Could you find each line of the data below that contains the word "label" and copy those lines?

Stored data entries
▬▬▬

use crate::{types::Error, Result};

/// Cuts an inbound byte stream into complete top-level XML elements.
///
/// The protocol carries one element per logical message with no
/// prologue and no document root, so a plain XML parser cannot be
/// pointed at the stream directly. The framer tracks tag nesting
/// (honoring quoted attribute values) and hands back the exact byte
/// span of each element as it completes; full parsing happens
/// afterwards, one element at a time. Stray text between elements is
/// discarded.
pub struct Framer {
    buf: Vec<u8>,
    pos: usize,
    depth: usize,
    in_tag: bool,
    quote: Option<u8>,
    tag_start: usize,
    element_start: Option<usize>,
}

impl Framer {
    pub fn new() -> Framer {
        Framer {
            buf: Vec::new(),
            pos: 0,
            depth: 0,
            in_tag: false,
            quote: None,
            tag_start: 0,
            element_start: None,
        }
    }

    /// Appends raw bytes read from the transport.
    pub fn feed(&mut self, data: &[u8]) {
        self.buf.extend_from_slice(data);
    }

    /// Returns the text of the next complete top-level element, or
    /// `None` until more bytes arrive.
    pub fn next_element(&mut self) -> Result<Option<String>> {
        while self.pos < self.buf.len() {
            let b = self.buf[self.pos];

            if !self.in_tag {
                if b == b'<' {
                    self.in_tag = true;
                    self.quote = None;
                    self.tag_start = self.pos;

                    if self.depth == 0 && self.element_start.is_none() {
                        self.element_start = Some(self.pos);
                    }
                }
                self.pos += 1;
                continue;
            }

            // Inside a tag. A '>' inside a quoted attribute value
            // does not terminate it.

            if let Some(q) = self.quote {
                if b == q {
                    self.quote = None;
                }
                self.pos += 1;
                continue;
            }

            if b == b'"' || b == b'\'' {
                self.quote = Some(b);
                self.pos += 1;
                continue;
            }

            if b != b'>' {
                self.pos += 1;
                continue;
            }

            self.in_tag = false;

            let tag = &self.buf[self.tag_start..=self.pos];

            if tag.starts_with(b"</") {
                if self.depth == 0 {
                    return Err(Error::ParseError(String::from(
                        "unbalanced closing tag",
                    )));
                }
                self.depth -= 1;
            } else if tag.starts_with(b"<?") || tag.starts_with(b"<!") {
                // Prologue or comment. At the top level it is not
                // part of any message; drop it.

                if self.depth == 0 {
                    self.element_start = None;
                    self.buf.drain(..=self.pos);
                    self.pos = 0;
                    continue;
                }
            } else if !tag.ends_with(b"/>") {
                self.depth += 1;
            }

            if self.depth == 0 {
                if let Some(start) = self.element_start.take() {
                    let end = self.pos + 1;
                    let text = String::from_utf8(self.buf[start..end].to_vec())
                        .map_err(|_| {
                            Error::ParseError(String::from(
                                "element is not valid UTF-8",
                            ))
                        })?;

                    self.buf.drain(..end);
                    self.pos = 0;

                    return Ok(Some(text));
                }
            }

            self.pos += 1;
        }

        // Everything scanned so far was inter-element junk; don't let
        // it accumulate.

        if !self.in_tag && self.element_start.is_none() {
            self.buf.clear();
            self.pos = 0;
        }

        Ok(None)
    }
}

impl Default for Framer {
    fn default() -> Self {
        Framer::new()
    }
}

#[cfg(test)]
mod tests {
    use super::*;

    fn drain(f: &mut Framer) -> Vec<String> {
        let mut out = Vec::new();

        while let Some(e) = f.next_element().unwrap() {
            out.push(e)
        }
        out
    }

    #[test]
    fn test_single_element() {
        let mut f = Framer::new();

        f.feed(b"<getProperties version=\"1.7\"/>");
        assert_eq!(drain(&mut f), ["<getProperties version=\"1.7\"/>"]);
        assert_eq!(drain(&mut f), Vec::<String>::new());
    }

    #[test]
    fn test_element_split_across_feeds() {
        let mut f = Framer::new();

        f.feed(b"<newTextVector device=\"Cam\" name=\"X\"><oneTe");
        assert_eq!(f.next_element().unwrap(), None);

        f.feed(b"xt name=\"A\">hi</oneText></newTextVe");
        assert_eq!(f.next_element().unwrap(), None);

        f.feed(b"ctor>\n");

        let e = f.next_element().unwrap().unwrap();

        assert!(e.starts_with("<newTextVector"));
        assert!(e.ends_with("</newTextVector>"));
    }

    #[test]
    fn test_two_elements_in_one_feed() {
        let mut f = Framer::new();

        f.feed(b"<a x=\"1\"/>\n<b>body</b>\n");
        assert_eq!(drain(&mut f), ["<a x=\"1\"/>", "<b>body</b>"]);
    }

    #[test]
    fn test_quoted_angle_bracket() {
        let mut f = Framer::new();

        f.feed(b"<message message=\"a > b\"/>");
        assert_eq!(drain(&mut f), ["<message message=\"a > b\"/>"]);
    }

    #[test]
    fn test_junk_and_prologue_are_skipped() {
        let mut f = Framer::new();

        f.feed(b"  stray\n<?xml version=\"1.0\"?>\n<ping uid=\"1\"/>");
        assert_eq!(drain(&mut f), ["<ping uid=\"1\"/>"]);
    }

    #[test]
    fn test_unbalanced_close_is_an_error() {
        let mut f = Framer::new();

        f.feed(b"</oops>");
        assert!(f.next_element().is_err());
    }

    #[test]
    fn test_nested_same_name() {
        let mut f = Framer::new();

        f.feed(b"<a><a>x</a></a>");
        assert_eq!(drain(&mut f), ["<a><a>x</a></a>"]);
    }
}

▬▬▬

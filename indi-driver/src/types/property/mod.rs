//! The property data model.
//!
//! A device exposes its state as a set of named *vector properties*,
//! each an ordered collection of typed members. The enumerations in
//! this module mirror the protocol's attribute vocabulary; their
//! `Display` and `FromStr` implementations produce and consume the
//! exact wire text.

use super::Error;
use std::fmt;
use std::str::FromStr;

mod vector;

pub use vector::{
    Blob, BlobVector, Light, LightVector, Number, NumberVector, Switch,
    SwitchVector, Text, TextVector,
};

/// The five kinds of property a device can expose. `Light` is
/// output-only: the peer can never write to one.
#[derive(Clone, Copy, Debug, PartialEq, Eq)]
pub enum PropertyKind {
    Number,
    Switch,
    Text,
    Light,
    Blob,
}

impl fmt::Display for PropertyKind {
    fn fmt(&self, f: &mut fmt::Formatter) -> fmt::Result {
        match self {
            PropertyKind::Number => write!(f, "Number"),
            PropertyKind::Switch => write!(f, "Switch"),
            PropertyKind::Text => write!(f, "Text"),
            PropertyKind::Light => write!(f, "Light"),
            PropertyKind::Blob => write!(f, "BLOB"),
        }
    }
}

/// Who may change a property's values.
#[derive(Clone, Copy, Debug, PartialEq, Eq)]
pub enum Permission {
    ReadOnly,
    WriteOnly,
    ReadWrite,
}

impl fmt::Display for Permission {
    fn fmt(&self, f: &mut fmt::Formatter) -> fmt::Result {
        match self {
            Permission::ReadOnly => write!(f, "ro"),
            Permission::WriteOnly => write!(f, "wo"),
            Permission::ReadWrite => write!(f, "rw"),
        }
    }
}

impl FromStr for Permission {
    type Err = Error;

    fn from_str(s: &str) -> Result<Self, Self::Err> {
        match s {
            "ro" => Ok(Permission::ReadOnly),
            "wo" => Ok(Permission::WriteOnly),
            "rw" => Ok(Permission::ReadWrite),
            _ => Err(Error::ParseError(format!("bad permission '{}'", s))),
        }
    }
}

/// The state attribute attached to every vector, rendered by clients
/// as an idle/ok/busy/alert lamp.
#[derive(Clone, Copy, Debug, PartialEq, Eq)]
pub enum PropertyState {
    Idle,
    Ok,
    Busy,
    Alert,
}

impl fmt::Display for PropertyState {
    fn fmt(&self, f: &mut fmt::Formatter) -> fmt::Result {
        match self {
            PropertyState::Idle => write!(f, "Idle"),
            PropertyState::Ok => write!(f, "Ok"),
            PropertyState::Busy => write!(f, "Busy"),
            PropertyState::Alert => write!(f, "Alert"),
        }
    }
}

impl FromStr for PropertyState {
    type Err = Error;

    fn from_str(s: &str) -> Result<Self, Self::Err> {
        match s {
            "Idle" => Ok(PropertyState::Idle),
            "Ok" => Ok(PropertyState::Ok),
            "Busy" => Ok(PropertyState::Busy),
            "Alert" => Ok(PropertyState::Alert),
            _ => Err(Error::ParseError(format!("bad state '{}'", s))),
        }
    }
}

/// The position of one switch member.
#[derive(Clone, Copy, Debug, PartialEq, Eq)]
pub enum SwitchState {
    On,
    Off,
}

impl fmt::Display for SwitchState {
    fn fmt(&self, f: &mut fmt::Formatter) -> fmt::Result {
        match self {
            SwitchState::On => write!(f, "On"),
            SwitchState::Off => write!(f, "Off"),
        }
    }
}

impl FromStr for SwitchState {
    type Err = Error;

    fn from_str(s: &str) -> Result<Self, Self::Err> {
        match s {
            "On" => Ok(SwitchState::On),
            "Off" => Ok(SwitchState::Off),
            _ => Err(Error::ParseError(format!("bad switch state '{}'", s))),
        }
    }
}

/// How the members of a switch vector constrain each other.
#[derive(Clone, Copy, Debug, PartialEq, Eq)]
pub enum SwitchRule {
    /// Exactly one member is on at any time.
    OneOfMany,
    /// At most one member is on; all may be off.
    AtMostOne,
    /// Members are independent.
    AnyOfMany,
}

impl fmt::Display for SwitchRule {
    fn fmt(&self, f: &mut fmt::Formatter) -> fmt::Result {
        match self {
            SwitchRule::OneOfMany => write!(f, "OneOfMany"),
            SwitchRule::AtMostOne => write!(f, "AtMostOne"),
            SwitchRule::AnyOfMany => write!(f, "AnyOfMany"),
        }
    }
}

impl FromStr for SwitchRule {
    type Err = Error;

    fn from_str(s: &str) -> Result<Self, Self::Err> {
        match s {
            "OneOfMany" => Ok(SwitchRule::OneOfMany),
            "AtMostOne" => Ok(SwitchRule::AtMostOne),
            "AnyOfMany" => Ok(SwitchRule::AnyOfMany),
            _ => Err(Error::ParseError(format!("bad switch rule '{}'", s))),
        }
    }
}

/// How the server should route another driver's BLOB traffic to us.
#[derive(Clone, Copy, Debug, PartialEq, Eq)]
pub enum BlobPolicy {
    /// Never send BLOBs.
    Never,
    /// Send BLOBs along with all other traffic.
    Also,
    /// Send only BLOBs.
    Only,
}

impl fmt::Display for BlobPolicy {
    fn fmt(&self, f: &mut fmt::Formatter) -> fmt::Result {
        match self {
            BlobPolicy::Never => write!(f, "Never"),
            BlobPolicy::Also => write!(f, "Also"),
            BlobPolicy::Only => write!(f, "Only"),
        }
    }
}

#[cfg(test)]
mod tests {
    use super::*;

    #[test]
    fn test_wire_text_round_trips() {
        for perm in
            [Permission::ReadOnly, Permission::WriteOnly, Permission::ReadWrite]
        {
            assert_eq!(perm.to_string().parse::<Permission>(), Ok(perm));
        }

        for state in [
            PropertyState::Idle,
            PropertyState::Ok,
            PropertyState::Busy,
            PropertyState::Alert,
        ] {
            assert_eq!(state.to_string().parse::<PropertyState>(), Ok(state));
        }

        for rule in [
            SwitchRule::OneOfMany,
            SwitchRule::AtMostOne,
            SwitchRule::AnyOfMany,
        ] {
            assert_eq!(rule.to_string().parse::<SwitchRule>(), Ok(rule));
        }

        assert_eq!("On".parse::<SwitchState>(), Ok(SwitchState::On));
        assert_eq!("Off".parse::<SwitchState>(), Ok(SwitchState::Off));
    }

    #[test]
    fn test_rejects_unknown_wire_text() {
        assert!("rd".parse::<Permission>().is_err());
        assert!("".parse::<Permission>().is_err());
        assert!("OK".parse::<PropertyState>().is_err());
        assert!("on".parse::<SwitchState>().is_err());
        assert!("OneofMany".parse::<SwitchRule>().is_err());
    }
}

▬▬▬

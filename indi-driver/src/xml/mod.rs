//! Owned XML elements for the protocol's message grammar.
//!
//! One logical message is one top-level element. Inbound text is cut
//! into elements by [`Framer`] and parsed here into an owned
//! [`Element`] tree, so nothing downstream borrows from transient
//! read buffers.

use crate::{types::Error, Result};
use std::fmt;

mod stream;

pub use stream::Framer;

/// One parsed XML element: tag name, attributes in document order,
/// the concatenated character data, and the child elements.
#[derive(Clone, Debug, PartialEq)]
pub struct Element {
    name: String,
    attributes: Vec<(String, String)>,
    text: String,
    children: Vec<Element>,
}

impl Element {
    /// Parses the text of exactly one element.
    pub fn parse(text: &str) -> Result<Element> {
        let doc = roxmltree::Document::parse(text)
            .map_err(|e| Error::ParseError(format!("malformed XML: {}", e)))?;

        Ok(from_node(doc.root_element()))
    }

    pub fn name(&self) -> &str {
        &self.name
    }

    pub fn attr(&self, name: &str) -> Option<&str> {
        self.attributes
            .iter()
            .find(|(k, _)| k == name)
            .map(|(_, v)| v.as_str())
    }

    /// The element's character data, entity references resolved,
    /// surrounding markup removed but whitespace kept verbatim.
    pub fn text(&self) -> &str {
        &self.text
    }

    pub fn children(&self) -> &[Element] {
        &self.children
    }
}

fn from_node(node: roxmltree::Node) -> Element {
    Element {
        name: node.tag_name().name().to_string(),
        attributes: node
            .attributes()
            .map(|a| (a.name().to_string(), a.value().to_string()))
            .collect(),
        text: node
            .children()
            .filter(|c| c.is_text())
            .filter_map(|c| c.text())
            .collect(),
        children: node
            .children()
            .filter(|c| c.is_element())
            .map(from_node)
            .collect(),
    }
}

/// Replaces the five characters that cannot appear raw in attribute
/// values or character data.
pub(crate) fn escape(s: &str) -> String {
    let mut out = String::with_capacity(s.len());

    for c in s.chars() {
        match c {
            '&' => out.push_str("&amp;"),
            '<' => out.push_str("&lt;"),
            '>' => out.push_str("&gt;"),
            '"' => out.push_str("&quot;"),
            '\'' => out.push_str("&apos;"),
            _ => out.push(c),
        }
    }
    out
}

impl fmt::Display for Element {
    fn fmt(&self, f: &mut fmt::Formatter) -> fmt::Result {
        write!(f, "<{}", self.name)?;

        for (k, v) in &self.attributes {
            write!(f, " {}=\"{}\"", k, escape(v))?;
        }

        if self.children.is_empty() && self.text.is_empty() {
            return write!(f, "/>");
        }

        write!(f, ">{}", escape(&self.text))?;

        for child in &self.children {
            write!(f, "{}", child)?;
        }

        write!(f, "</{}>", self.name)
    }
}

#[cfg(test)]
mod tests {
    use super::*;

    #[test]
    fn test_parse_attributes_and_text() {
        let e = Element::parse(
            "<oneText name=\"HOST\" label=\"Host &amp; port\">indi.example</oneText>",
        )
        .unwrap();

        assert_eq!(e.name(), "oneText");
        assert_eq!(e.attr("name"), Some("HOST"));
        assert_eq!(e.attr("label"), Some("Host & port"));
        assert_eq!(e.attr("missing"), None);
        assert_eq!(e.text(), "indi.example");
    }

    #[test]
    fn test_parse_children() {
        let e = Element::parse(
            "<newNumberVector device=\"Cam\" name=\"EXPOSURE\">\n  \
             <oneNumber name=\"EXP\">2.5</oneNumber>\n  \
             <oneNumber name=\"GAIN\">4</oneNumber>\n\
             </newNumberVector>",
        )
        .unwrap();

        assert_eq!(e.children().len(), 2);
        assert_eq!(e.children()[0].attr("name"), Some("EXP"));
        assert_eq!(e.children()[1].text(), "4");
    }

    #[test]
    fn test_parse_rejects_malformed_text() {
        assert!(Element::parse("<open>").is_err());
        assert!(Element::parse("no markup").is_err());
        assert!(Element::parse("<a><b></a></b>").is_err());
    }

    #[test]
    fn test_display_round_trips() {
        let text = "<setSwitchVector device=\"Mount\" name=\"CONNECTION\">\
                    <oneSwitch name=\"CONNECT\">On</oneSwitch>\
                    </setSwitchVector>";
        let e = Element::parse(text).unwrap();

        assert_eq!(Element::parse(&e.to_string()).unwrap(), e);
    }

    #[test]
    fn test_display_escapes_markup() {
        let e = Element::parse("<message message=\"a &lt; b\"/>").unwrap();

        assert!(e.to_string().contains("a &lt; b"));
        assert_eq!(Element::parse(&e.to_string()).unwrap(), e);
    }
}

▬▬▬

* _Solution below_
            "<oneText name=\"HOST\" label=\"Host &amp; port\">indi.example</oneText>",
        assert_eq!(e.attr("label"), Some("Host & port"));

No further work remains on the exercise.